BEGIN Input
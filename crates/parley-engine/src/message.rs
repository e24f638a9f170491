//! Chat message and roster types.
//!
//! Field names on the wire follow the chat backend's JSON records
//! (`_id`, `connectionRequest`, `sender`, `message`, `createdAt`).

use chrono::{DateTime, Utc};
use serde::{Deserialize, Serialize};
use uuid::Uuid;

/// Prefix used for identifiers assigned on this side before the server
/// has seen the message.
pub const LOCAL_ID_PREFIX: &str = "local-";

/// A single chat message.
#[derive(Debug, Clone, PartialEq, Eq, Serialize, Deserialize)]
pub struct Message {
    /// Message identifier, server- or client-assigned.
    #[serde(rename = "_id")]
    pub id: String,
    /// Conversation this message belongs to.
    #[serde(rename = "connectionRequest")]
    pub conversation_id: String,
    /// Identifier of the sending user.
    pub sender: String,
    /// Message text.
    #[serde(rename = "message")]
    pub body: String,
    /// Creation timestamp.
    #[serde(rename = "createdAt", default = "epoch")]
    pub created_at: DateTime<Utc>,
}

fn epoch() -> DateTime<Utc> {
    DateTime::<Utc>::UNIX_EPOCH
}

impl Message {
    /// Create a locally-synthesized message for an optimistic insert.
    pub fn local(
        conversation_id: impl Into<String>,
        sender: impl Into<String>,
        body: impl Into<String>,
    ) -> Self {
        Self {
            id: format!("{LOCAL_ID_PREFIX}{}", Uuid::new_v4()),
            conversation_id: conversation_id.into(),
            sender: sender.into(),
            body: body.into(),
            created_at: Utc::now(),
        }
    }

    /// Whether this message was created locally and never confirmed.
    pub fn is_local(&self) -> bool {
        self.id.starts_with(LOCAL_ID_PREFIX)
    }
}

/// A user known to the host application.
#[derive(Debug, Clone, PartialEq, Eq, Serialize, Deserialize)]
pub struct RosterEntry {
    pub id: String,
    pub name: String,
}

/// Users available for display-name resolution.
#[derive(Debug, Clone, Default, Serialize, Deserialize)]
#[serde(transparent)]
pub struct Roster {
    entries: Vec<RosterEntry>,
}

impl Roster {
    /// Create a roster from entries.
    pub fn new(entries: Vec<RosterEntry>) -> Self {
        Self { entries }
    }

    /// Parse a roster from a JSON array of `{id, name}` objects.
    pub fn from_json(json: &str) -> Result<Self, serde_json::Error> {
        serde_json::from_str(json)
    }

    /// Resolve a user id to a display name, falling back to the id.
    pub fn display_name<'a>(&'a self, id: &'a str) -> &'a str {
        self.entries
            .iter()
            .find(|u| u.id == id)
            .map_or(id, |u| u.name.as_str())
    }

    /// Number of known users.
    pub fn len(&self) -> usize {
        self.entries.len()
    }

    /// Whether the roster has no entries.
    pub fn is_empty(&self) -> bool {
        self.entries.is_empty()
    }
}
END Input
_Task instructions_
Set every line down again exactly. Begin with the first line of the entries and finish with the line containing "single chat message.".

_Written reply_
filename crates/parley-engine/src/message.rs
repository e24f638a9f170491
//! Chat message and roster types.
//!
//! Field names on the wire follow the chat backend's JSON records
//! (`_id`, `connectionRequest`, `sender`, `message`, `createdAt`).

use chrono::{DateTime, Utc};
use serde::{Deserialize, Serialize};
use uuid::Uuid;

/// Prefix used for identifiers assigned on this side before the server
/// has seen the message.
pub const LOCAL_ID_PREFIX: &str = "local-";

/// A single chat message.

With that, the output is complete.